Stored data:
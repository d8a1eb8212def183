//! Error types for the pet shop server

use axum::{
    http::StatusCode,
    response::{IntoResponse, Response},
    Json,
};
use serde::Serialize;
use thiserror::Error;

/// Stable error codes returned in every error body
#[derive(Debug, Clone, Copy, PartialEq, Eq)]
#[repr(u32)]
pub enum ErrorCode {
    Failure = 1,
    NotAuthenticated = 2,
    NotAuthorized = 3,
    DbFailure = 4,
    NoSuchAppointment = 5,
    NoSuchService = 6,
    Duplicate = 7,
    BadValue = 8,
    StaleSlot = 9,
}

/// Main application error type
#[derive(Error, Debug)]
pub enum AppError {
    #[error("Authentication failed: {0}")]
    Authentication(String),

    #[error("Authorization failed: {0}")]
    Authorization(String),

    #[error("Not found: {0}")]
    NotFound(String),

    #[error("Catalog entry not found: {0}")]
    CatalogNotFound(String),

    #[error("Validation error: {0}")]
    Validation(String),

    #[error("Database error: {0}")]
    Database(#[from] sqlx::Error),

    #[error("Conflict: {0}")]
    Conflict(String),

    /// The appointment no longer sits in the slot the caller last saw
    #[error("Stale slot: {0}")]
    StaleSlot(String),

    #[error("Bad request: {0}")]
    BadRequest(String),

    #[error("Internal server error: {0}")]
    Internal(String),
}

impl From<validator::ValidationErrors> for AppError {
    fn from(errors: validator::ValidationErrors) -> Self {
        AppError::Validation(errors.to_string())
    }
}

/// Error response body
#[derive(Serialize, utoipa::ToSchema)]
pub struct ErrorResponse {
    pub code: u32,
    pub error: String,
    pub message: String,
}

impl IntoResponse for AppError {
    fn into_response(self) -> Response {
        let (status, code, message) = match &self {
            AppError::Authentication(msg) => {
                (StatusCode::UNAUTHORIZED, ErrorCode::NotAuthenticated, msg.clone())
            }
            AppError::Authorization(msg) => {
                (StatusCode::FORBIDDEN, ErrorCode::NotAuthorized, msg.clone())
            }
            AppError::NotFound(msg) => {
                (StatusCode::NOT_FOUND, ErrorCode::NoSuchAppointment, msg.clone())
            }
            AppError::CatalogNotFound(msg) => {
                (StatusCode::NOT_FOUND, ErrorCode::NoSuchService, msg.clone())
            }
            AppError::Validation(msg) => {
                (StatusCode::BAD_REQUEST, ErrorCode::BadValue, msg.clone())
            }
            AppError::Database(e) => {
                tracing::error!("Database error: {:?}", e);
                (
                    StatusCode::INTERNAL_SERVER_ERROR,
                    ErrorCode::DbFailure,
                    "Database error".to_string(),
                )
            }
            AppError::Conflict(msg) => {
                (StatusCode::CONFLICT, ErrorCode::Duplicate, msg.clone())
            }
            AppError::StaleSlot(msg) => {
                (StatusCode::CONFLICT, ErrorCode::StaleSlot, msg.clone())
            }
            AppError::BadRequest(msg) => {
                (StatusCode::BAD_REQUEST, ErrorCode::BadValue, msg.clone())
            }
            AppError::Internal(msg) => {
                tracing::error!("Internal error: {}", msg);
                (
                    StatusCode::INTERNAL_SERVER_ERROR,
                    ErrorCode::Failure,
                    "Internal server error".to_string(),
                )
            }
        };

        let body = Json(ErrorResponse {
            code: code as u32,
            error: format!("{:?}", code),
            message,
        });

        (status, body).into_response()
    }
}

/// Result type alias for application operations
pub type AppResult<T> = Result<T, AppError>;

--

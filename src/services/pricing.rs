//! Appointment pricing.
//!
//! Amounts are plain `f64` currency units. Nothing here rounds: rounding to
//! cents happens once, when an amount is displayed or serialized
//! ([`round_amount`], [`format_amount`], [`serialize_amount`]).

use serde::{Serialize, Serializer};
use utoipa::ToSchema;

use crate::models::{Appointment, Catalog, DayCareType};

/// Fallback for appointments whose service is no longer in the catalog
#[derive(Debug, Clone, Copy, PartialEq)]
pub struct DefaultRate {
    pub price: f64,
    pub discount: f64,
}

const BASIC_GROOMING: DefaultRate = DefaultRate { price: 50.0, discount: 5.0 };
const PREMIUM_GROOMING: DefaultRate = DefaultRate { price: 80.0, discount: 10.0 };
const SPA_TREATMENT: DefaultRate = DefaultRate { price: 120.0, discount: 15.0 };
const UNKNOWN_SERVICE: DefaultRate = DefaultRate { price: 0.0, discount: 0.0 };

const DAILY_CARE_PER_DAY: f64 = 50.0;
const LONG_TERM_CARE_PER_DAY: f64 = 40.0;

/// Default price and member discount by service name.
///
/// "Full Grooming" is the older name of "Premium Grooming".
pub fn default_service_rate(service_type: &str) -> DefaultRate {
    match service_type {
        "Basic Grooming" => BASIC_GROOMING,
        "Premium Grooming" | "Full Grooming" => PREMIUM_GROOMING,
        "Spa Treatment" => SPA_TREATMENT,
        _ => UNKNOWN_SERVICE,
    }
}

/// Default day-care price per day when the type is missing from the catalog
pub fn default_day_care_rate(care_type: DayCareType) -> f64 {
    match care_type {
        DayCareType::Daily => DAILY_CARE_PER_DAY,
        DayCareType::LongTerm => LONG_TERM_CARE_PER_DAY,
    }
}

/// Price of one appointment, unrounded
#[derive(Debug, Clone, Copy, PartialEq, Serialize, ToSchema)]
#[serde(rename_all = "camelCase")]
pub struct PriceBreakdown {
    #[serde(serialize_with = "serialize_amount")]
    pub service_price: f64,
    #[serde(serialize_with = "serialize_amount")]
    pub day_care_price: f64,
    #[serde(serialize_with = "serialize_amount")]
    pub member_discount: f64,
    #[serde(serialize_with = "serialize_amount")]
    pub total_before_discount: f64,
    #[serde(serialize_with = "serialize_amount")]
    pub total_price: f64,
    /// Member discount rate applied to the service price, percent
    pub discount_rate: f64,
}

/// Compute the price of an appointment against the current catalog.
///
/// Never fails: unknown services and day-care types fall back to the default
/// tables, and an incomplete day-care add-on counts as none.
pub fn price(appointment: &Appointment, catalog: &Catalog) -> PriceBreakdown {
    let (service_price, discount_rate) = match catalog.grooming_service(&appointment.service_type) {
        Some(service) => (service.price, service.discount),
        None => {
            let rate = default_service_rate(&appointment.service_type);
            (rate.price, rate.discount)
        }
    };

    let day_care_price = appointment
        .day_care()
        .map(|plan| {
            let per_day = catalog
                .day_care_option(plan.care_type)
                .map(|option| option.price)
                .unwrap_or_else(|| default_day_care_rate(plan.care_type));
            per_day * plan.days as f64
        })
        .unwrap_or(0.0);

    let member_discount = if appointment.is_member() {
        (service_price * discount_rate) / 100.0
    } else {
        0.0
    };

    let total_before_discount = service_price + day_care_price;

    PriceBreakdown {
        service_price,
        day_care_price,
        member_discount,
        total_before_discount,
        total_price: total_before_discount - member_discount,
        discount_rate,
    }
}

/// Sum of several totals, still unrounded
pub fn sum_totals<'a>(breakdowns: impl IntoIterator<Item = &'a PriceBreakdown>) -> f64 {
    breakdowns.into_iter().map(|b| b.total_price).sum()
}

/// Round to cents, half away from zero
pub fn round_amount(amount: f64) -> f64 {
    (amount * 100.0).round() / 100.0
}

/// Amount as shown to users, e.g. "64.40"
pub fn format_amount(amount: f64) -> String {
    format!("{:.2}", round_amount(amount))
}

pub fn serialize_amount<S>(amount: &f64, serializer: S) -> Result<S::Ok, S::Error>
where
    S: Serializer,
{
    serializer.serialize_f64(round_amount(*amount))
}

--

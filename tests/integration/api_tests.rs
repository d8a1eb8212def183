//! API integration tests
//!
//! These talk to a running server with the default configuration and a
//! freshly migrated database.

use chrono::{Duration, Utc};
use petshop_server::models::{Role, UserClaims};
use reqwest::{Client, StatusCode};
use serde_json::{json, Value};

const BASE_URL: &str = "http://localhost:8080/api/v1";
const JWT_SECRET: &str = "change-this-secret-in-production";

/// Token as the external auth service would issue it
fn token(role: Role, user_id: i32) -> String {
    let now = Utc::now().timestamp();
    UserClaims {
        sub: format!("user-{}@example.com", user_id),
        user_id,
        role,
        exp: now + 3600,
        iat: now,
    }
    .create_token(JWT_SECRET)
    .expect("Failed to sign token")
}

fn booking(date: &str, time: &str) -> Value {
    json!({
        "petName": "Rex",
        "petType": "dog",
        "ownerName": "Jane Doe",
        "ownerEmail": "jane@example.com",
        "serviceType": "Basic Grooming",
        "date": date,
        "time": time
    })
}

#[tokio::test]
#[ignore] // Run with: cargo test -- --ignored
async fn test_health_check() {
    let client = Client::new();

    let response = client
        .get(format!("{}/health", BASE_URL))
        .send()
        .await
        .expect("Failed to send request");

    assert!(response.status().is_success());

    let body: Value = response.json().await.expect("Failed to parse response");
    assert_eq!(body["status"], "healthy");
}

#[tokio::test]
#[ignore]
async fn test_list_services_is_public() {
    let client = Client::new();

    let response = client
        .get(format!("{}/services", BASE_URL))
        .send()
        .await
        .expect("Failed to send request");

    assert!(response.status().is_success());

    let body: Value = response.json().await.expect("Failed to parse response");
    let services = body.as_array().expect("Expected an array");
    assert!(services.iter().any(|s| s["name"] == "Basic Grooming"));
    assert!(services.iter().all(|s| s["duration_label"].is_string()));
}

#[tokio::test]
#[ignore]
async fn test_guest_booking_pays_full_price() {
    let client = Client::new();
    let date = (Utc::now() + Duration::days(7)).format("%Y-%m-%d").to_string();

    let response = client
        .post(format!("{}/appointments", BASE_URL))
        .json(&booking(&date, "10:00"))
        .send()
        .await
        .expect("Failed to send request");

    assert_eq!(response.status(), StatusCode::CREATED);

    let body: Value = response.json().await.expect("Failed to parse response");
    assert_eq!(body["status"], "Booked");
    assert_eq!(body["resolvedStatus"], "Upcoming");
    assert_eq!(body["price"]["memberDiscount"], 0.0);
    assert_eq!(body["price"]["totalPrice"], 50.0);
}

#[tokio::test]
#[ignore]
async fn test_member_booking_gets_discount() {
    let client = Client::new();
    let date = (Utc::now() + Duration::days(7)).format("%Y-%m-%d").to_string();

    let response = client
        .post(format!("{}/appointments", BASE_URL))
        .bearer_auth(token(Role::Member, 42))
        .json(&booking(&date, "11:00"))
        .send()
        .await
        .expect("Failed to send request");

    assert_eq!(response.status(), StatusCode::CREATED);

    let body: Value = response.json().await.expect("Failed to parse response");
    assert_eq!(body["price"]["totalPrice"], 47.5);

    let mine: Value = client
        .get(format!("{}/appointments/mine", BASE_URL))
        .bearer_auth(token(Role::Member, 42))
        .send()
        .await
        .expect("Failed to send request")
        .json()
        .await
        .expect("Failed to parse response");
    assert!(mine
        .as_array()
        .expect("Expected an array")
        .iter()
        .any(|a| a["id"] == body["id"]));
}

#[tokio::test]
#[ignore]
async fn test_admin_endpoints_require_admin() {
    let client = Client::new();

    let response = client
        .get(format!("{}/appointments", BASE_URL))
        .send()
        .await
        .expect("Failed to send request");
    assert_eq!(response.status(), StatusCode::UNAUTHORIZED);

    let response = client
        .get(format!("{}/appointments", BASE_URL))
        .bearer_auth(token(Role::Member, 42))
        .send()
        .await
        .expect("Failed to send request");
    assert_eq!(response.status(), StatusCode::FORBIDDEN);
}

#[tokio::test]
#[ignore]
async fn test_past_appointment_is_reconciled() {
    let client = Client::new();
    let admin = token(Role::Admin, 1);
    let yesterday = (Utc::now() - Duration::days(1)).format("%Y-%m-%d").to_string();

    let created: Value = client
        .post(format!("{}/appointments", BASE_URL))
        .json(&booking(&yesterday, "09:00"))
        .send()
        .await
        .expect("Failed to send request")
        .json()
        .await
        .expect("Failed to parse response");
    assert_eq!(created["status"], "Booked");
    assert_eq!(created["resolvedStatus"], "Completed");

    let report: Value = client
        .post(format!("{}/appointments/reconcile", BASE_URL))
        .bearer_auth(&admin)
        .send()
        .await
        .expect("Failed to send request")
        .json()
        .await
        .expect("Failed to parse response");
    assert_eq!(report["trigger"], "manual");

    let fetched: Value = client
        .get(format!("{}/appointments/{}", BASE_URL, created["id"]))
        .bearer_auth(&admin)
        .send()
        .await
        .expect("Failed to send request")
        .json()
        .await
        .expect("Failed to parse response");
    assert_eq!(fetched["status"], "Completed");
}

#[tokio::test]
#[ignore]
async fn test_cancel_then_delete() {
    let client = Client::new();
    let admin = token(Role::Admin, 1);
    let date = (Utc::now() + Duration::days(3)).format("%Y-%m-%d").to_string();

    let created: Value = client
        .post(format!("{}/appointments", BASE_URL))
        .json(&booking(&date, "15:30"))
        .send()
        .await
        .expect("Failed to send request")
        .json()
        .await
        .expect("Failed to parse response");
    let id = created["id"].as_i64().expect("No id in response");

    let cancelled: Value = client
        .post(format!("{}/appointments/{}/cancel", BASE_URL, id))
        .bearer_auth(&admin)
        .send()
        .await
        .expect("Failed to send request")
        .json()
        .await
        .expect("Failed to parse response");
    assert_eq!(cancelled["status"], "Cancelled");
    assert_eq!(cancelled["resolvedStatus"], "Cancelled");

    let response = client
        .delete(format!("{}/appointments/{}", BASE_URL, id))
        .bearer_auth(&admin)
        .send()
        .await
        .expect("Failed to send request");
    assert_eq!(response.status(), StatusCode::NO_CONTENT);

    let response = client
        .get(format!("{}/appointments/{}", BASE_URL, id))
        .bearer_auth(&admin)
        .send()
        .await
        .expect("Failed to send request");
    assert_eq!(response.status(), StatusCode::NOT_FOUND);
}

**What the exercise asks**
Return every line from the records above that holds the word "UserClaims".

**Expected answer**
use petshop_server::models::{Role, UserClaims};
    UserClaims {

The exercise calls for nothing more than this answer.